The evolution of these statutory provisions supplies further evidence that Congress intended § 1963(a)(1) to extend beyond an interest in an enterprise. An early proposed version of RICO, S. 1861, 91st Cong., 1st Sess. (1969), had a single forfeiture provision for § 1963(a) that was limited to “all interest in the enterprise.” This provision, however, later was divided into the present two subsections and the phrase “in the enterprise” was excluded from the first. Where Congress includes limiting language in an earlier version of a bill but deletes it prior to enactment, it may be presumed that the limitation was not intended. See Arizona v. California, 373 U. S. 546, 580-581 (1963). See Weiner, Crime Must Not Pay: RICO Criminal Forfeiture in Perspective, 1981 N. Ill. U. L. Rev. 225, 238, and n. 49. It is no answer to say, as petitioner does, Brief for Petitioner 17-18, that if the term “interest” were as all-encompassing as suggested by the majority opinion of the Court of Appeals, § 1963(a)(2) would have no meaning independent of § 1963(a)(1), and would be mere surplusage. This argument is plainly incorrect. Subsection (a)(1) reaches “any interest,” whether or not in an enterprise, provided it was “acquired ... in violation of section 1962.” Subsection (a)(2), on the other hand, is restricted to an interest in an enterprise, but that interest itself need not have been illegally acquired. Thus, there are things forfeit-able under one, but not the other, of each of the subsections.

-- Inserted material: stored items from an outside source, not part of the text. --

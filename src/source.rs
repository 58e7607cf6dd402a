//! Reading audit text from disk.
//!
//! Text files are read directly. PDFs are handed to the external command
//! configured in [`Config::pdf_extractor`], whose standard output is the
//! audit text.

use std::{
    ffi::OsStr,
    io,
    path::{Path, PathBuf},
    process::{Command, ExitStatus},
};

use tracing::instrument;

use crate::domain::Config;

/// Placeholder replaced by the input path in extractor arguments.
const INPUT_PLACEHOLDER: &str = "{input}";

/// Errors obtaining audit text.
#[derive(Debug, thiserror::Error)]
pub enum SourceError {
    /// The input file could not be read.
    #[error("Failed to read {}: {source}", path.display())]
    Read {
        /// The file that failed.
        path: PathBuf,
        /// The underlying error.
        source: io::Error,
    },

    /// The PDF extractor could not be started.
    #[error("Failed to run PDF extractor '{program}': {source}")]
    ExtractorSpawn {
        /// The configured program.
        program: String,
        /// The underlying error.
        source: io::Error,
    },

    /// The PDF extractor ran but reported failure.
    #[error("PDF extractor '{program}' failed ({status}): {stderr}")]
    ExtractorFailed {
        /// The configured program.
        program: String,
        /// Its exit status.
        status: ExitStatus,
        /// What it wrote to standard error.
        stderr: String,
    },

    /// The configured extractor command is empty.
    #[error("No PDF extractor command is configured")]
    EmptyExtractorCommand,
}

/// Reads the audit text behind `path`.
///
/// Files with a `.pdf` extension (any case) go through the configured
/// extractor; anything else is read as UTF-8, with invalid bytes replaced.
///
/// # Errors
///
/// Returns an error if the file cannot be read, or if the extractor cannot
/// be started or exits unsuccessfully.
#[instrument(level = "debug", skip(config))]
pub fn read_audit_text(path: &Path, config: &Config) -> Result<String, SourceError> {
    if is_pdf(path) {
        extract_pdf(path, config.pdf_extractor())
    } else {
        let bytes = std::fs::read(path).map_err(|source| SourceError::Read {
            path: path.to_path_buf(),
            source,
        })?;
        Ok(String::from_utf8_lossy(&bytes).into_owned())
    }
}

fn is_pdf(path: &Path) -> bool {
    path.extension()
        .and_then(OsStr::to_str)
        .is_some_and(|extension| extension.eq_ignore_ascii_case("pdf"))
}

fn extract_pdf(path: &Path, command: &[String]) -> Result<String, SourceError> {
    let (program, args) = command
        .split_first()
        .ok_or(SourceError::EmptyExtractorCommand)?;
    let input = path.to_string_lossy();
    let args: Vec<String> = args
        .iter()
        .map(|arg| arg.replace(INPUT_PLACEHOLDER, &input))
        .collect();

    tracing::debug!("running {program} {}", args.join(" "));
    let output = Command::new(program)
        .args(&args)
        .output()
        .map_err(|source| SourceError::ExtractorSpawn {
            program: program.clone(),
            source,
        })?;

    if !output.status.success() {
        return Err(SourceError::ExtractorFailed {
            program: program.clone(),
            status: output.status,
            stderr: String::from_utf8_lossy(&output.stderr).trim().to_string(),
        });
    }

    Ok(String::from_utf8_lossy(&output.stdout).into_owned())
}

#[cfg(test)]
mod tests {
    use std::io::Write;

    use super::*;

    fn config_with(command: &[&str]) -> Config {
        let mut config = Config::default();
        config.set_pdf_extractor(command.iter().map(ToString::to_string).collect());
        config
    }

    #[test]
    fn reads_text_file() {
        let mut file = tempfile::NamedTempFile::with_suffix(".txt").unwrap();
        file.write_all(b"UCLA UNITS\nFA23 COM SCI 31\n").unwrap();

        let text = read_audit_text(file.path(), &Config::default()).unwrap();
        assert_eq!(text, "UCLA UNITS\nFA23 COM SCI 31\n");
    }

    #[test]
    fn invalid_utf8_is_replaced() {
        let mut file = tempfile::NamedTempFile::new().unwrap();
        file.write_all(b"MATH \xff31A").unwrap();

        let text = read_audit_text(file.path(), &Config::default()).unwrap();
        assert_eq!(text, "MATH \u{fffd}31A");
    }

    #[test]
    fn missing_file_is_an_error() {
        let tmp = tempfile::tempdir().unwrap();
        let error = read_audit_text(&tmp.path().join("audit.txt"), &Config::default()).unwrap_err();
        assert!(matches!(error, SourceError::Read { .. }));
        assert!(error.to_string().starts_with("Failed to read"));
    }

    #[test]
    fn pdf_detection_ignores_case() {
        assert!(is_pdf(Path::new("audit.PDF")));
        assert!(is_pdf(Path::new("dir/audit.pdf")));
        assert!(!is_pdf(Path::new("audit.pdf.txt")));
        assert!(!is_pdf(Path::new("audit")));
    }

    #[cfg(unix)]
    #[test]
    fn pdf_goes_through_extractor() {
        let mut file = tempfile::NamedTempFile::with_suffix(".pdf").unwrap();
        file.write_all(b"SELECT FROM: MATH 31A\n").unwrap();

        let text = read_audit_text(file.path(), &config_with(&["cat", "{input}"])).unwrap();
        assert_eq!(text, "SELECT FROM: MATH 31A\n");
    }

    #[cfg(unix)]
    #[test]
    fn failing_extractor_is_an_error() {
        let file = tempfile::NamedTempFile::with_suffix(".pdf").unwrap();
        let error = read_audit_text(file.path(), &config_with(&["false"])).unwrap_err();
        assert!(matches!(error, SourceError::ExtractorFailed { .. }));
    }

    #[test]
    fn missing_extractor_is_an_error() {
        let file = tempfile::NamedTempFile::with_suffix(".pdf").unwrap();
        let config = config_with(&["dars-no-such-extractor", "{input}"]);
        let error = read_audit_text(file.path(), &config).unwrap_err();
        assert!(matches!(error, SourceError::ExtractorSpawn { .. }));
    }

    #[test]
    fn empty_extractor_command() {
        let file = tempfile::NamedTempFile::with_suffix(".pdf").unwrap();
        let error = read_audit_text(file.path(), &config_with(&[])).unwrap_err();
        assert!(matches!(error, SourceError::EmptyExtractorCommand));
    }
}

We note that the RICO statute’s definition of the term “enterprise” in §1961(4) encompasses both legal entities and illegitimate associations-in-fact. See United States v. Turkette, 452 U. S., at 580-593. Forfeiture of an interest in an illegitimate association-in-fact ordinarily would be of little use because an association of that kind rarely has identifiable assets; instead, proceeds or profits usually are distributed immediately. Thus, construing § 1963(a)(1) to reach only interests in an enterprise would blunt the effectiveness of the provision in combating illegitimate enterprises, and would mean that “[w]hole areas of organized criminal activity would be placed beyond” the reach of the statute. United States v. Turkette, 452 U. S., at 589.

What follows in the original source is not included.